RE: LIME Final Model

Dear John,

.       Class for the “coverage”. It’s not clear to us what’s your final decision on the use of a named class for it. You said you agreed on removing the named class to save URIs (“fewer URIs always better”) so we would say it’s ok to just use an anonymous class for the restriction, like we proposed: 
LexicalizationSet ⊑ ∀ <?coverage?>.( LexicalizationSet ⊓ =1 <?typeProperty?>)
but then you suggest (“I would do as follows”) again: LexicalizationSet ⊑ ∀ <?coverage?>.(LexicalizationSet ⊓ ResourceCoverage) where ResourceCoverage represents our same restriction on the <?typeProperty?>. 
Our considerations here in favor of not giving it a name:

                                                               i.      VoID does the same for its partitions. It defines the various xxxPartition props but then simply points to a Dataset which is implied being a subset of the above.

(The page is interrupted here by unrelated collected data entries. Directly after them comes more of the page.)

//! macOS input listening using a listen-only CGEventTap.

#![allow(improper_ctypes_definitions)]
#![allow(unsafe_op_in_unsafe_fn)]

use crate::error::{Error, Result};
use crate::event::{Button, Event};
use crate::hook::EventHandler;
use crate::state::{
    self, MASK_ALT, MASK_BUTTON1, MASK_BUTTON2, MASK_BUTTON3, MASK_BUTTON4, MASK_BUTTON5,
    MASK_CTRL, MASK_META, MASK_SHIFT,
};
use core::ptr::NonNull;
use objc2_core_foundation::{CFMachPort, CFRetained, CFRunLoop, kCFRunLoopCommonModes};
use objc2_core_graphics::{
    CGEvent, CGEventField, CGEventFlags, CGEventTapCallBack, CGEventTapLocation, CGEventTapOptions,
    CGEventTapPlacement, CGEventTapProxy, CGEventType, kCGEventMaskForAllEvents,
};
use objc2_foundation::NSAutoreleasePool;
use std::ffi::c_void;
use std::ptr::null_mut;
use std::sync::atomic::{AtomicBool, Ordering};
use std::sync::{Arc, Mutex};

use super::keycodes::keycode_to_key;

/// Stored handler for the callback
static HANDLER: Mutex<Option<Box<dyn EventHandler>>> = Mutex::new(None);

/// Flag to signal the run loop to stop
static STOP_FLAG: Mutex<Option<Arc<AtomicBool>>> = Mutex::new(None);

/// Wrapper for raw pointer to CFMachPort that implements Send + Sync
/// Safety: The pointer is only accessed from the callback which runs on the same thread
struct TapPointer(*const CFMachPort);
unsafe impl Send for TapPointer {}
unsafe impl Sync for TapPointer {}

/// Stored event tap for timeout recovery
static EVENT_TAP: Mutex<Option<TapPointer>> = Mutex::new(None);

/// The hook thread's run loop. CFRunLoopStop may be called from any thread.
struct RunLoopRef(CFRetained<CFRunLoop>);
unsafe impl Send for RunLoopRef {}

static RUN_LOOP: Mutex<Option<RunLoopRef>> = Mutex::new(None);

#[link(name = "Cocoa", kind = "framework")]
unsafe extern "C" {}

/// Convert CGEventFlags to our modifier mask
fn flags_to_mask(flags: CGEventFlags) -> u32 {
    let mut mask = 0u32;

    if flags.contains(CGEventFlags::MaskShift) {
        mask |= MASK_SHIFT;
    }
    if flags.contains(CGEventFlags::MaskControl) {
        mask |= MASK_CTRL;
    }
    if flags.contains(CGEventFlags::MaskAlternate) {
        mask |= MASK_ALT;
    }
    if flags.contains(CGEventFlags::MaskCommand) {
        mask |= MASK_META;
    }

    mask
}

fn other_button(button: i64) -> (Button, u32) {
    match button {
        2 => (Button::Middle, MASK_BUTTON3),
        3 => (Button::Button4, MASK_BUTTON4),
        4 => (Button::Button5, MASK_BUTTON5),
        n => (Button::Unknown(n as u8), 0),
    }
}

fn dispatch(event: &Event) {
    if let Ok(guard) = HANDLER.lock()
        && let Some(ref handler) = *guard
    {
        handler.handle_event(event);
    }
}

/// The CGEventTap callback
unsafe extern "C-unwind" fn event_callback(
    _proxy: CGEventTapProxy,
    event_type: CGEventType,
    cg_event: NonNull<CGEvent>,
    _user_info: *mut c_void,
) -> *mut CGEvent {
    if let Ok(guard) = STOP_FLAG.lock()
        && let Some(ref flag) = *guard
        && !flag.load(Ordering::SeqCst)
    {
        if let Some(run_loop) = CFRunLoop::current() {
            run_loop.stop();
        }
        return cg_event.as_ptr();
    }

    // macOS disables a tap whose callback is too slow, or during input
    // storms. The notice arrives through the tap itself; switch it straight
    // back on so the session keeps receiving events.
    if event_type == CGEventType::TapDisabledByTimeout
        || event_type == CGEventType::TapDisabledByUserInput
    {
        if let Ok(guard) = EVENT_TAP.lock()
            && let Some(ref tap_ptr) = *guard
            && !tap_ptr.0.is_null()
        {
            log::warn!("event tap was disabled by the system ({event_type:?}), re-enabling");
            CGEvent::tap_enable(&*tap_ptr.0, true);
            dispatch(&Event::hook_reenabled());
        }
        return cg_event.as_ptr();
    }

    let flags = CGEvent::flags(Some(cg_event.as_ref()));
    state::replace_modifiers(flags_to_mask(flags));

    if let Some(event) = convert_event(event_type, cg_event) {
        dispatch(&event);
    }

    cg_event.as_ptr()
}

unsafe fn location(cg_event: NonNull<CGEvent>) -> (f64, f64) {
    let point = CGEvent::location(Some(cg_event.as_ref()));
    (point.x, point.y)
}

/// Convert a CGEvent to our Event type
unsafe fn convert_event(event_type: CGEventType, cg_event: NonNull<CGEvent>) -> Option<Event> {
    match event_type {
        CGEventType::KeyDown | CGEventType::KeyUp => {
            let code = CGEvent::integer_value_field(
                Some(cg_event.as_ref()),
                CGEventField::KeyboardEventKeycode,
            );
            let key = keycode_to_key(code as u16);
            if event_type == CGEventType::KeyDown {
                Some(Event::key_pressed(key, code as u32))
            } else {
                Some(Event::key_released(key, code as u32))
            }
        }

        // Modifier keys only ever arrive as flag changes; whether the key
        // went down is read off the new flag set.
        CGEventType::FlagsChanged => {
            let code = CGEvent::integer_value_field(
                Some(cg_event.as_ref()),
                CGEventField::KeyboardEventKeycode,
            );
            let key = keycode_to_key(code as u16);
            let bit = key.modifier_mask();
            if bit == 0 {
                return None;
            }
            let flags = CGEvent::flags(Some(cg_event.as_ref()));
            if flags_to_mask(flags) & bit != 0 {
                Some(Event::key_pressed(key, code as u32))
            } else {
                Some(Event::key_released(key, code as u32))
            }
        }

        CGEventType::LeftMouseDown => {
            state::set_mask(MASK_BUTTON1);
            let (x, y) = location(cg_event);
            Some(Event::mouse_pressed(Button::Left, x, y))
        }

        CGEventType::LeftMouseUp => {
            state::unset_mask(MASK_BUTTON1);
            let (x, y) = location(cg_event);
            Some(Event::mouse_released(Button::Left, x, y))
        }

        CGEventType::RightMouseDown => {
            state::set_mask(MASK_BUTTON2);
            let (x, y) = location(cg_event);
            Some(Event::mouse_pressed(Button::Right, x, y))
        }

        CGEventType::RightMouseUp => {
            state::unset_mask(MASK_BUTTON2);
            let (x, y) = location(cg_event);
            Some(Event::mouse_released(Button::Right, x, y))
        }

        CGEventType::OtherMouseDown | CGEventType::OtherMouseUp => {
            let button_num = CGEvent::integer_value_field(
                Some(cg_event.as_ref()),
                CGEventField::MouseEventButtonNumber,
            );
            let (button, mask) = other_button(button_num);
            let (x, y) = location(cg_event);
            if event_type == CGEventType::OtherMouseDown {
                state::set_mask(mask);
                Some(Event::mouse_pressed(button, x, y))
            } else {
                state::unset_mask(mask);
                Some(Event::mouse_released(button, x, y))
            }
        }

        CGEventType::MouseMoved => {
            let (x, y) = location(cg_event);
            if state::is_button_held() {
                Some(Event::mouse_dragged(x, y))
            } else {
                Some(Event::mouse_moved(x, y))
            }
        }

        CGEventType::LeftMouseDragged
        | CGEventType::RightMouseDragged
        | CGEventType::OtherMouseDragged => {
            let (x, y) = location(cg_event);
            Some(Event::mouse_dragged(x, y))
        }

        _ => None,
    }
}

fn clear_statics() -> Result<()> {
    *HANDLER
        .lock()
        .map_err(|_| Error::ThreadError("mutex poisoned".into()))? = None;
    *STOP_FLAG
        .lock()
        .map_err(|_| Error::ThreadError("mutex poisoned".into()))? = None;
    *EVENT_TAP
        .lock()
        .map_err(|_| Error::ThreadError("mutex poisoned".into()))? = None;
    *RUN_LOOP
        .lock()
        .map_err(|_| Error::ThreadError("mutex poisoned".into()))? = None;
    Ok(())
}

/// Run the event hook (blocking).
pub fn run_hook<H: EventHandler + 'static>(running: &Arc<AtomicBool>, handler: H) -> Result<()> {
    *HANDLER
        .lock()
        .map_err(|_| Error::ThreadError("mutex poisoned".into()))? = Some(Box::new(handler));
    *STOP_FLAG
        .lock()
        .map_err(|_| Error::ThreadError("mutex poisoned".into()))? = Some(running.clone());

    let result = unsafe { tap_loop() };
    clear_statics()?;
    result
}

unsafe fn tap_loop() -> Result<()> {
    let _pool = NSAutoreleasePool::new();

    let callback: CGEventTapCallBack = Some(event_callback);
    let tap = CGEvent::tap_create(
        CGEventTapLocation::HIDEventTap,
        CGEventTapPlacement::HeadInsertEventTap,
        CGEventTapOptions::ListenOnly,
        kCGEventMaskForAllEvents.into(),
        callback,
        null_mut(),
    )
    .ok_or_else(|| {
        Error::PermissionDenied(
            "Failed to create event tap. Make sure Input Monitoring / Accessibility permissions are granted."
                .into(),
        )
    })?;

    *EVENT_TAP
        .lock()
        .map_err(|_| Error::ThreadError("mutex poisoned".into()))? =
        Some(TapPointer(&*tap as *const CFMachPort));

    let source = CFMachPort::new_run_loop_source(None, Some(&tap), 0)
        .ok_or_else(|| Error::HookStartFailed("Failed to create run loop source".into()))?;

    let current_loop = CFRunLoop::current()
        .ok_or_else(|| Error::HookStartFailed("Failed to get current run loop".into()))?;

    current_loop.add_source(Some(&source), kCFRunLoopCommonModes);
    *RUN_LOOP
        .lock()
        .map_err(|_| Error::ThreadError("mutex poisoned".into()))? =
        Some(RunLoopRef(current_loop.clone()));

    CGEvent::tap_enable(&tap, true);

    dispatch(&Event::hook_enabled());

    CFRunLoop::run();

    dispatch(&Event::hook_disabled());

    Ok(())
}

/// Stop the event hook.
pub fn stop_hook() -> Result<()> {
    if let Ok(guard) = RUN_LOOP.lock()
        && let Some(ref run_loop) = *guard
    {
        run_loop.0.stop();
    }
    Ok(())
}
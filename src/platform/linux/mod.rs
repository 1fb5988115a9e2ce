//! Linux platform implementation.
//!
//! Input capture, display queries and overlay windows go through X11
//! (XRecord, Xlib, XFixes) when the default `x11` feature is enabled. Without
//! it every entry point reports `NotSupported`, which the input monitor
//! treats as degraded mode.

#[cfg(feature = "x11")]
mod keycodes;

#[cfg(feature = "x11")]
mod x11;

#[cfg(feature = "x11")]
pub use x11::*;

#[cfg(not(feature = "x11"))]
mod stub {
    use crate::display::DisplayInfo;
    use crate::error::{Error, Result};
    use crate::geometry::Point;
    use crate::hook::EventHandler;
    use crate::surface::{OverlaySurface, SurfaceBackend, SurfaceConfig};
    use std::sync::Arc;
    use std::sync::atomic::AtomicBool;

    fn unsupported() -> Error {
        Error::NotSupported("No Linux backend enabled. Enable the 'x11' feature.".into())
    }

    pub fn run_hook<H: EventHandler + 'static>(
        _running: &Arc<AtomicBool>,
        _handler: H,
    ) -> Result<()> {
        Err(unsupported())
    }

    pub fn stop_hook() -> Result<()> {
        Ok(())
    }

    pub fn displays() -> Result<Vec<DisplayInfo>> {
        Err(unsupported())
    }

    pub fn cursor_position() -> Result<Point> {
        Err(unsupported())
    }

    /// Never constructed; hosts fall back to the headless backend.
    pub struct OverlayBackend;

    impl OverlayBackend {
        pub fn new() -> Result<Self> {
            Err(unsupported())
        }
    }

    impl SurfaceBackend for OverlayBackend {
        fn create_surface(&mut self, _config: &SurfaceConfig) -> Result<Box<dyn OverlaySurface>> {
            Err(unsupported())
        }
    }
}

#[cfg(not(feature = "x11"))]
pub use stub::*;
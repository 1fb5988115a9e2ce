//! TUI spotlight example - the overlay engine drawn into a terminal.
//!
//! The terminal stands in for a single display: every cell is two pixels
//! (upper and lower half block). The cursor comes from terminal mouse events
//! and reaches the engine both as pointer events and through the cursor poll.
//!
//! Run with: cargo run --example tui_spotlight
//!
//! Keys: Space toggles the spotlight, Esc dismisses it, 1-6 pick a shape,
//! 'b' toggles the soft edge, 'f' switches zoom/fade, 'k' toggles keystroke
//! labels. Click to spawn ripples. Press 'q' or Ctrl+C to exit.

use crossterm::{
    event::{
        self, DisableMouseCapture, EnableMouseCapture, Event as CEvent, KeyCode, KeyEventKind,
        KeyModifiers, MouseButton, MouseEventKind,
    },
    execute,
    terminal::{EnterAlternateScreen, LeaveAlternateScreen, disable_raw_mode, enable_raw_mode},
};
use limelight::coords::PrimaryReference;
use limelight::display::{ManualCursor, StaticTopology};
use limelight::{
    ActivationStyle, Canvas, Clock, DisplayInfo, EventLoop, HeadlessBackend, LabelFont,
    MonotonicClock, NormalizedPointerEvent, OverlayEngine, Point, PointerButton, PointerKind,
    SessionState, SharedSettings, SpotlightShape, UiMessage, UiSender, ui_channel,
};
use ratatui::{
    Frame, Terminal,
    backend::CrosstermBackend,
    layout::{Constraint, Direction, Layout, Rect},
    style::{Color, Modifier, Style},
    text::{Line, Span},
    widgets::Paragraph,
};
use std::{io, sync::Arc, time::Duration};

/// How long to wait for terminal input between frames.
const FRAME: Duration = Duration::from_millis(16);

const SHAPES: [SpotlightShape; 6] = [
    SpotlightShape::Circle,
    SpotlightShape::Square,
    SpotlightShape::Triangle,
    SpotlightShape::Star,
    SpotlightShape::Trapezoid,
    SpotlightShape::Cloud,
];

/// Application state
struct App {
    clock: Arc<MonotonicClock>,
    settings: SharedSettings,
    topology: StaticTopology,
    cursor: ManualCursor,
    backend: HeadlessBackend,
    sender: UiSender,
    primary: PrimaryReference,
    should_exit: bool,
}

/// The pseudo-display covering the terminal, minus the status line.
fn terminal_display(cols: u16, rows: u16) -> DisplayInfo {
    let height = rows.saturating_sub(1).max(1) as f64 * 2.0;
    DisplayInfo::new(
        1,
        limelight::Rect::new(0.0, 0.0, cols.max(1) as f64, height),
        true,
    )
}

impl App {
    /// Terminal cell to hook-space point (center of the cell).
    fn cell_to_hook(column: u16, row: u16) -> Point {
        Point::new(column as f64 + 0.5, row as f64 * 2.0 + 1.0)
    }

    fn send(&self, message: UiMessage) {
        let _ = self.sender.send(message);
    }

    fn pointer(&self, column: u16, row: u16, kind: PointerKind) {
        let hook = Self::cell_to_hook(column, row);
        self.cursor.move_to(hook);
        self.send(UiMessage::Pointer(NormalizedPointerEvent {
            kind,
            position: self.primary.normalize(hook),
            timestamp: self.clock.now(),
        }));
    }

    fn resize(&self, cols: u16, rows: u16) {
        self.topology.set_displays(vec![terminal_display(cols, rows)]);
        self.send(UiMessage::TopologyChanged);
    }

    fn handle_key(&mut self, code: KeyCode, modifiers: KeyModifiers) {
        match code {
            KeyCode::Char('q') | KeyCode::Char('Q') => self.should_exit = true,
            KeyCode::Char('c') if modifiers.contains(KeyModifiers::CONTROL) => {
                self.should_exit = true
            }
            KeyCode::Char(' ') => self.send(UiMessage::HotkeyTriggered(self.clock.now())),
            KeyCode::Esc => self.send(UiMessage::EscapePressed),
            KeyCode::Char(c @ '1'..='6') => {
                let shape = SHAPES[(c as usize) - ('1' as usize)];
                self.settings.update(|s| s.shape = shape);
            }
            KeyCode::Char('b') => self.settings.update(|s| {
                s.edge_blur = if s.edge_blur > 0.0 { 0.0 } else { 0.5 };
            }),
            KeyCode::Char('f') => self.settings.update(|s| {
                s.activation_style = match s.activation_style {
                    ActivationStyle::Zoom => ActivationStyle::Fade,
                    ActivationStyle::Fade => ActivationStyle::Zoom,
                };
            }),
            KeyCode::Char('k') => self.settings.update(|s| s.keystrokes = !s.keystrokes),
            KeyCode::Char(c) => self.send(UiMessage::Keystroke {
                label: c.to_uppercase().to_string(),
                timestamp: self.clock.now(),
            }),
            _ => {}
        }
    }
}

fn main() -> Result<(), Box<dyn std::error::Error>> {
    let (cols, rows) = crossterm::terminal::size()?;

    let clock = Arc::new(MonotonicClock::new());
    let settings = SharedSettings::default();
    settings.update(|s| {
        s.radius = 12.0;
        s.edge_blur = 0.5;
    });
    let topology = StaticTopology::new(vec![terminal_display(cols, rows)]);
    let cursor = ManualCursor::new(App::cell_to_hook(cols / 2, rows / 2));
    let backend = HeadlessBackend::new();
    let (sender, receiver) = ui_channel();

    let engine = OverlayEngine::new(
        clock.clone(),
        Box::new(settings.clone()),
        Box::new(topology.clone()),
        Box::new(cursor.clone()),
        Box::new(backend.clone()),
    );
    let primary = engine.primary_reference();
    let mut event_loop = EventLoop::new(engine, receiver);

    let mut app = App {
        clock,
        settings,
        topology,
        cursor,
        backend,
        sender,
        primary,
        should_exit: false,
    };

    // Setup terminal
    enable_raw_mode()?;
    let mut stdout = io::stdout();
    execute!(stdout, EnterAlternateScreen, EnableMouseCapture)?;
    let mut terminal = Terminal::new(CrosstermBackend::new(stdout))?;

    // Main loop
    loop {
        if !event_loop.pump()? {
            break;
        }
        let state = event_loop.engine().state();
        terminal.draw(|f| draw(f, &app, state))?;

        if event::poll(FRAME)? {
            match event::read()? {
                CEvent::Key(key) if key.kind == KeyEventKind::Press => {
                    app.handle_key(key.code, key.modifiers)
                }
                CEvent::Mouse(mouse) => match mouse.kind {
                    MouseEventKind::Moved | MouseEventKind::Drag(_) => {
                        app.pointer(mouse.column, mouse.row, PointerKind::Move)
                    }
                    MouseEventKind::Down(button) => {
                        let button = match button {
                            MouseButton::Left => PointerButton::Primary,
                            MouseButton::Right => PointerButton::Secondary,
                            MouseButton::Middle => PointerButton::Other,
                        };
                        app.pointer(mouse.column, mouse.row, PointerKind::ButtonDown(button))
                    }
                    _ => {}
                },
                CEvent::Resize(cols, rows) => app.resize(cols, rows),
                _ => {}
            }
        }

        if app.should_exit {
            break;
        }
    }

    // Restore terminal
    disable_raw_mode()?;
    execute!(
        terminal.backend_mut(),
        LeaveAlternateScreen,
        DisableMouseCapture
    )?;
    terminal.show_cursor()?;

    Ok(())
}

fn draw(f: &mut Frame, app: &App, state: SessionState) {
    let chunks = Layout::default()
        .direction(Direction::Vertical)
        .constraints([Constraint::Min(1), Constraint::Length(1)])
        .split(f.area());

    draw_overlay(f, app, chunks[0]);
    draw_status(f, app, state, chunks[1]);
}

/// Something for the spotlight to shine on.
fn scenery(x: u16, y: u16) -> (f64, f64, f64) {
    if (x / 6 + y / 3) % 2 == 0 {
        (0.85, 0.85, 0.8)
    } else {
        (0.55, 0.7, 0.9)
    }
}

fn composite(pixel: Option<limelight::Color>, x: u16, y: u16) -> Color {
    let (r, g, b) = scenery(x, y);
    let (r, g, b) = match pixel {
        Some(p) => (
            p.r * p.a + r * (1.0 - p.a),
            p.g * p.a + g * (1.0 - p.a),
            p.b * p.a + b * (1.0 - p.a),
        ),
        None => (r, g, b),
    };
    let channel = |v: f64| (v.clamp(0.0, 1.0) * 255.0).round() as u8;
    Color::Rgb(channel(r), channel(g), channel(b))
}

fn draw_overlay(f: &mut Frame, app: &App, area: Rect) {
    let Some(canvas) = Canvas::new(area.width as usize, area.height as usize * 2) else {
        return;
    };
    let mut canvas = canvas.with_font(LabelFont::system());
    let live = app.backend.live();
    if let Some(record) = live.first()
        && record.visible
        && let Some(frame) = &record.last_frame
    {
        canvas.render(frame);
        // Fade is applied by the compositor on real surfaces.
        let opacity = record.opacity;
        let buf = f.buffer_mut();
        for row in 0..area.height {
            for col in 0..area.width {
                let fade = |p: Option<limelight::Color>| p.map(|p| p.scale_alpha(opacity));
                let top = fade(canvas.pixel(col as usize, row as usize * 2));
                let bottom = fade(canvas.pixel(col as usize, row as usize * 2 + 1));
                buf[(area.x + col, area.y + row)]
                    .set_char('▀')
                    .set_fg(composite(top, col, row * 2))
                    .set_bg(composite(bottom, col, row * 2 + 1));
            }
        }
        return;
    }

    let buf = f.buffer_mut();
    for row in 0..area.height {
        for col in 0..area.width {
            buf[(area.x + col, area.y + row)]
                .set_char('▀')
                .set_fg(composite(None, col, row * 2))
                .set_bg(composite(None, col, row * 2 + 1));
        }
    }
}

fn draw_status(f: &mut Frame, app: &App, state: SessionState, area: Rect) {
    let settings = limelight::SettingsSource::snapshot(&app.settings);
    let (status, color) = match state {
        SessionState::Active => ("ACTIVE", Color::Green),
        SessionState::Inactive => ("INACTIVE", Color::Red),
    };
    let line = Line::from(vec![
        Span::styled(
            format!(" {status} "),
            Style::default().fg(color).add_modifier(Modifier::BOLD),
        ),
        Span::raw(format!(
            " {:?} | blur {:.1} | {:?} | keys {} | ",
            settings.shape,
            settings.edge_blur,
            settings.activation_style,
            if settings.keystrokes { "on" } else { "off" },
        )),
        Span::styled(
            "Space toggle, Esc hide, 1-6 shape, b blur, f style, k keys, q quit",
            Style::default().fg(Color::DarkGray),
        ),
    ]);
    f.render_widget(Paragraph::new(line), area);
}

                                                             ii.      In any case, the name ResourceCoverage is, after the move to the subset approach that we agreed, inappropriate. Indeed, it was a coverage before, because it described particular coverages of the dataset it was attached too. Now, the coverage statistics are directly attached to the LexicalizationSet (LexicalLinkSet etc..) so all LexicalizationSets are already expressing coverages and, as yourself said, what we are adding now is only the possibility to partition these sets. So, should we call it Partition? I would go back to the considerations in point i. then.

Ah... I meant remove the specific subclasses LexicalizationCoverage and LinkSetCoverage.... removing the parent class ResourceCoverage is also an option. I am ambivalent about this, it removes a definition from the model, which is good, but it also makes the usage a little less clear.

 

 

As said before, in case we retain the idea of having names for those partitions, the name should definitely be changed (as the coverage is present even in any LexicalizationSet/LexicalLinkSet).

But frankly, in terms of ease of use, I think it’s exactly the use that drives simplicity, and not the model. If you go along the VoID references (which do not give names to these partition classes), you will see just these bnodes representing the partitions, used with the additional required properties, such as void:class, and there is no need for specifying a class for them (indeed there is no rdf:type statement as VoID provides no class for them). 

Intuitively, it is the chaining from the void:xxxPartition properties which evokes the idea of putting on them the additional properties required by a partition, so in this case the axiomatization with the unnamed restriction just saves you one URI which you would never use.

I would really follow the same approach in Ontolex/Lime.

 

 

b.      Property: <?coverage?>. Same as for point ii. above. “coverage” is not appropriate as now it merely describes a partition. We agreed void:classPartition is not appropriate so, a few possibilities:

                                                               i.      lime:classPartition. I (Armando) personally like the idea of using a same (local)name with a related though slightly different semantics. The reason is: it is easy to remember, and you are actually using it much probably in place of the other when using lime. The fact that the full name is formally different (lime:classPartition is not formally related to void:classPartition) completes (in my view) the approach.

                                                             ii.      lime:partition. Ok with such a name, we are losing here the possibility to do other kind of partitioning. Would it be a serious loss? After all, we still have the void partitions for them, while for our needs probably this is the only kind of partitioning we need

I would prefer partition, as it is shorter and we can do other kind of partitioning (in contrast to your claim)... this is as we assume that the partitioning is not by 'classes' in the ontological sense, but by the value of the rdf:type triple, e.g., when we have resourceType=rdfs:Property for example we select all properties. 

See lime/example5 in the final spec <https://www.w3.org/community/ontolex/wiki/Final_Model_Specification#Lexicalization> 

 

 

I’ve seen the examples, but to me this is still a class partition :-D (whether you partition on a class, such as Country, or a “metaclass” such as owl:Class). What we were saying is that just “partition” is a big hat over the specific case of partitioning over classes only (still under the wider interpretation that we share, and not under the VoID one which limits to triples having instances of that class as the subject).

In any case, fine for us to call it partition, we don’t really see other cases.

 

c.       <?typeProperty?>. we can live with lime:resourceType, however after this shift, again we might reconsider:

                                                               i.      lime:class which better evokes the analogy with the (more general) partitioning of void (same consideration as for lime:classPartition).

Let's live with resourceType for the same reason as above.

 

Call it a sense of aesthetics or “feeling a disturbance in the Force” :-) but just that name seems sooooo long giving the context that it has around which already clarifies its scope.

Anyway, if you really prefer it, ok let’s go with it.